= Exercise brief =
A single figure is wanted: the count of lines below containing the string "crate".

+ + +

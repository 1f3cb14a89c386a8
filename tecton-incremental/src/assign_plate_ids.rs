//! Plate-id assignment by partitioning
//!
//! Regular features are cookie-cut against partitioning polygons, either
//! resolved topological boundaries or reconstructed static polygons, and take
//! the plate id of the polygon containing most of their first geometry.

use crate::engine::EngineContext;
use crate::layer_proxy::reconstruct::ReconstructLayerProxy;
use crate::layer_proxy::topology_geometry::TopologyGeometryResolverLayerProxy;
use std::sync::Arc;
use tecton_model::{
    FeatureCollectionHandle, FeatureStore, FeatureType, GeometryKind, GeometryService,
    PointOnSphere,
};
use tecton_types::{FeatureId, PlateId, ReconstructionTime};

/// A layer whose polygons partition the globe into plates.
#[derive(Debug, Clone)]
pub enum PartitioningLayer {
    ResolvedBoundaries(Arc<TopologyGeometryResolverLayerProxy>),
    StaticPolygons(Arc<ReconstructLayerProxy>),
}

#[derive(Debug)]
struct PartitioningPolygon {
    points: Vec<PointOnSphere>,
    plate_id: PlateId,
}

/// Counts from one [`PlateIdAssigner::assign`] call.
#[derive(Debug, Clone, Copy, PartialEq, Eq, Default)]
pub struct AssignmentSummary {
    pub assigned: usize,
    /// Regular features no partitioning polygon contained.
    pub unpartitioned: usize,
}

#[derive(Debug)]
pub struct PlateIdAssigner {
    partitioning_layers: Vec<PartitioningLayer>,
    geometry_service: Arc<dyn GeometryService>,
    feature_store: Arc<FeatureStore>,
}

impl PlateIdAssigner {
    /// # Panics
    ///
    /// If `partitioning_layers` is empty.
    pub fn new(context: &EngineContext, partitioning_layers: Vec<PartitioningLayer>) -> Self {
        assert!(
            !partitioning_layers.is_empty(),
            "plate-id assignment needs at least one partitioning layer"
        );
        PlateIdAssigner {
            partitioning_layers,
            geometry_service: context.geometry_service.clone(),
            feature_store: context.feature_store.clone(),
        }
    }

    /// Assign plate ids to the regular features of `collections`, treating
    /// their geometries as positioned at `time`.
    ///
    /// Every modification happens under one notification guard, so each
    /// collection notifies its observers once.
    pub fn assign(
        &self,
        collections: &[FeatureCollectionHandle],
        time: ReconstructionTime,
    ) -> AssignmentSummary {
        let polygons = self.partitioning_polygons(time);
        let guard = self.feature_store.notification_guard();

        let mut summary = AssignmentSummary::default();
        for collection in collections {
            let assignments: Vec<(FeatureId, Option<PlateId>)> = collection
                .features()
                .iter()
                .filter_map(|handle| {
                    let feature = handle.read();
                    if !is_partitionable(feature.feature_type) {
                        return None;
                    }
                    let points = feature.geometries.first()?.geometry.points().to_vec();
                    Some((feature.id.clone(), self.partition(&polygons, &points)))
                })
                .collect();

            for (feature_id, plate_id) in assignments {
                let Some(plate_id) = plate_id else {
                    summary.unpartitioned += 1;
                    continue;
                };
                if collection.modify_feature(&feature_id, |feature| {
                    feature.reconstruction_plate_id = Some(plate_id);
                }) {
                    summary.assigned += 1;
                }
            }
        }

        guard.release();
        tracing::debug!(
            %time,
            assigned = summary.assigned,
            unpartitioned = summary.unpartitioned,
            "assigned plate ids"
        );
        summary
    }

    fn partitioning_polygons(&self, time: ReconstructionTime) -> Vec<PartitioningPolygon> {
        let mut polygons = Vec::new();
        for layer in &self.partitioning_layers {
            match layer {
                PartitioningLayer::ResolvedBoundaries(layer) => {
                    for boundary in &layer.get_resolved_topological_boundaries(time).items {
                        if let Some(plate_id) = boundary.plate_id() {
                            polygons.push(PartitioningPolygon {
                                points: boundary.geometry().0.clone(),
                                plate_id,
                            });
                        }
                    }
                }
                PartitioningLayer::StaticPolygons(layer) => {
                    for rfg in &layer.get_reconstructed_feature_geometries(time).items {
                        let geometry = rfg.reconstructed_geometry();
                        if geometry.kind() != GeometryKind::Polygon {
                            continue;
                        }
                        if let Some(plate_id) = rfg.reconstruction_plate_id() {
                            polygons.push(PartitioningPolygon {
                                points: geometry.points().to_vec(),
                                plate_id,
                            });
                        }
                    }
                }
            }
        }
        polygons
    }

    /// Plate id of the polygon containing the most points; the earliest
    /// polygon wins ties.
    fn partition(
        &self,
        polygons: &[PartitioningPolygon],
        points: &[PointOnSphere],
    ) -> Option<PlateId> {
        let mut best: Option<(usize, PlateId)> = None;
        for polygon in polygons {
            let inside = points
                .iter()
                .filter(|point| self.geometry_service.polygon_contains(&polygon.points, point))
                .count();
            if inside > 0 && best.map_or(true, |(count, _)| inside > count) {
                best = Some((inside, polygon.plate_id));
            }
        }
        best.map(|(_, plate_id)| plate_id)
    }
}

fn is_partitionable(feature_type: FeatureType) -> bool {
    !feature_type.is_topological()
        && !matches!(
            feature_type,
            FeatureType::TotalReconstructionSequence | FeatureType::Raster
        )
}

+ + +

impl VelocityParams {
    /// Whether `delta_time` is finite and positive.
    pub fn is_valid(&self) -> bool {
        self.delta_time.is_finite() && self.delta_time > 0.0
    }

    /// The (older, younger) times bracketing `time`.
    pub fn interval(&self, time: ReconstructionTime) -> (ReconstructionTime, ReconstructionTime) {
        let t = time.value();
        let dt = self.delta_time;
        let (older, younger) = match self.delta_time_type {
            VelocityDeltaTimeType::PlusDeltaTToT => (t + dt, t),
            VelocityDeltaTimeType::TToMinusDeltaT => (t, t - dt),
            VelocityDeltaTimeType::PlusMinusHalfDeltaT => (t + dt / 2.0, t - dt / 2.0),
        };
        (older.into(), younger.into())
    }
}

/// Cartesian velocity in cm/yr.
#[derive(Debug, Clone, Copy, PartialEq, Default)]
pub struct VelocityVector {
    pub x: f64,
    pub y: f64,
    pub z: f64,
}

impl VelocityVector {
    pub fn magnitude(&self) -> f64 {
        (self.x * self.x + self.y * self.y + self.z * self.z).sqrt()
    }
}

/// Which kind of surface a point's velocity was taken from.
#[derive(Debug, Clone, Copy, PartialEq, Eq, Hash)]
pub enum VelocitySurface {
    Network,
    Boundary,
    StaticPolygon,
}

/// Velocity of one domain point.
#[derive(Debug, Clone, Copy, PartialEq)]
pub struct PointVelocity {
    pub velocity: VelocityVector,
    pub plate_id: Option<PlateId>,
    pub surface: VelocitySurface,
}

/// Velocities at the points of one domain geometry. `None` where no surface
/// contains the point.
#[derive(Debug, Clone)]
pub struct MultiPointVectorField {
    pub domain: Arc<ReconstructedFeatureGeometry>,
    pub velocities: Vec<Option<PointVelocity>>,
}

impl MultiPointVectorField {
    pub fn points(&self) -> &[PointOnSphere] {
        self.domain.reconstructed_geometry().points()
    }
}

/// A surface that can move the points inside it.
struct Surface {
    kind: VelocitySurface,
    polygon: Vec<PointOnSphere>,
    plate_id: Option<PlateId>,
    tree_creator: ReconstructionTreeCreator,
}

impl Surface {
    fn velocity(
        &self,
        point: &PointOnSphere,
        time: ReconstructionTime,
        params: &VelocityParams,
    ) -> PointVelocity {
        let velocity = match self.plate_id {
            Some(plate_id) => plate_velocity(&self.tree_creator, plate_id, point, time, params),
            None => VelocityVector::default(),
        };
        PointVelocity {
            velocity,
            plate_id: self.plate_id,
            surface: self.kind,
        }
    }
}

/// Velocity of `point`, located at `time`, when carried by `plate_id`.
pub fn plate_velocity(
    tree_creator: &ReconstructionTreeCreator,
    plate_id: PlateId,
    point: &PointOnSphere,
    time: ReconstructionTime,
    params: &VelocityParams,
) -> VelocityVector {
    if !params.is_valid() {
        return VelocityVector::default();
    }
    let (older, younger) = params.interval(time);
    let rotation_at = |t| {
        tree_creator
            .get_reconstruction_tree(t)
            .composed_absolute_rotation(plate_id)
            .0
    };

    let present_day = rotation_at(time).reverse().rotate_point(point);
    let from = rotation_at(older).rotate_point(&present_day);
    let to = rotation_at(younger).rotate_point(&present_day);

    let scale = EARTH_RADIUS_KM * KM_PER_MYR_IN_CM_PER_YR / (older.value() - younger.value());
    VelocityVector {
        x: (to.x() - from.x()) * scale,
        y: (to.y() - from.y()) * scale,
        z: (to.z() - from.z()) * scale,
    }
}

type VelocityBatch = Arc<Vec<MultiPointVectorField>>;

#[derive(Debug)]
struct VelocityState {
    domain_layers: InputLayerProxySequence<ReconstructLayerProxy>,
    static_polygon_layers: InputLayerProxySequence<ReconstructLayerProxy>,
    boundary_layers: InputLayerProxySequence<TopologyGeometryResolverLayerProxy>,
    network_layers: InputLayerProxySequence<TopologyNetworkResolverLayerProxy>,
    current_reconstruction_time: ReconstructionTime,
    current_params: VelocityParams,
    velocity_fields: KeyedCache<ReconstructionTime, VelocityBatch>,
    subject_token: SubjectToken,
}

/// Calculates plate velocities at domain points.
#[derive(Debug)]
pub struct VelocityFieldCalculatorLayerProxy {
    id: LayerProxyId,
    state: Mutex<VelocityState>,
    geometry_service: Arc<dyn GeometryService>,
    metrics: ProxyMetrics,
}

+ + +

= Result of this exercise =
3